Треклятая дрель никак не шла у Кудряшова из головы. А почему – непонятно. Ну, дрель и дрель. Какое это отношение имеет к нему? А вот на тебе – прицепилась эта дрель и не давала покоя. Как вчера – фамилия Кругляков.

– Петр Данилыч, признавайся, что ты там сверлишь последнее время? – шутливо спросил Олег ответсека на следующее утро.

– Сверлю?
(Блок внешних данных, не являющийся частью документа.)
//! Statistical core: distribution engines, model selection, orchestration.
//!
//! Everything in this module is a pure, synchronous function of its inputs:
//! no I/O, no shared mutable state, safe to call concurrently. The
//! presentation layer (CLI, report) sits on top of the convenience API at
//! the bottom of this file.

pub mod auto;
pub mod binomial;
pub mod engine;
pub mod error;
pub mod factory;
pub mod hypergeometric;
pub mod result;
pub mod selector;

pub use auto::{
    calculate_with_auto_selection, cumulative_percentages, AutoInputs, AutoSelectionResult,
    ChartSeries,
};
pub use binomial::BinomialDistribution;
pub use engine::{CalculationInputs, DistributionEngine, DistributionFamily};
pub use error::DistError;
pub use factory::{DistributionFactory, EngineConstructor};
pub use hypergeometric::HypergeometricDistribution;
pub use result::{
    DistributionResult, EchoedInputs, Interpretations, PopulationType, ProbabilitySeries,
    SummaryStatistics,
};
pub use selector::{ModelDecision, ModelSelector, SAMPLE_RATIO_THRESHOLD};

/// Decide which distribution family fits a sampling scenario.
pub fn decide_model(
    population: u64,
    successes: u64,
    sample: u64,
) -> Result<ModelDecision, DistError> {
    ModelSelector::decide(population, successes, sample)
}

/// Compute binomial statistics from direct parameters.
pub fn compute_binomial(
    sample: u64,
    p: f64,
    observed: Option<u64>,
    population: Option<u64>,
) -> Result<DistributionResult, DistError> {
    BinomialDistribution.calculate(sample, p, observed, population)
}

/// Compute hypergeometric statistics from direct parameters.
pub fn compute_hypergeometric(
    population: u64,
    successes: u64,
    sample: u64,
    observed: Option<u64>,
) -> Result<DistributionResult, DistError> {
    HypergeometricDistribution.calculate(population, successes, sample, observed)
}

/// Select the model for (N, K, n) and run the full calculation.
pub fn compute_auto(
    population: u64,
    successes: u64,
    sample: u64,
    observed: Option<u64>,
) -> Result<AutoSelectionResult, DistError> {
    calculate_with_auto_selection(population, successes, sample, observed)
}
В каком смысле, Олег Викторович?

– Дрель-то зачем у племянника брал?

– Я? У племянника? Ах, ты о Кольке… И когда он тебе успел все разболтать? Впрочем, секрета никакого нет. Чего, собственно, стесняться. У всех у нас есть родственники – более удачливые, менее удачливые…

– Так зачем дрель-то брал?

– А позвольте полюбопытствовать, почему это вас так интересует? – неожиданно перешел в наступление Череп. – Понадобилась мне дрель и все. Скажем, Поле захотелось новую полочку повесить.

– Хотел бы я, Данилыч, посмотреть на тебя с дрелью! – улыбнулся Олег. – Ты же ничего тяжелее строкомера в руках не держал!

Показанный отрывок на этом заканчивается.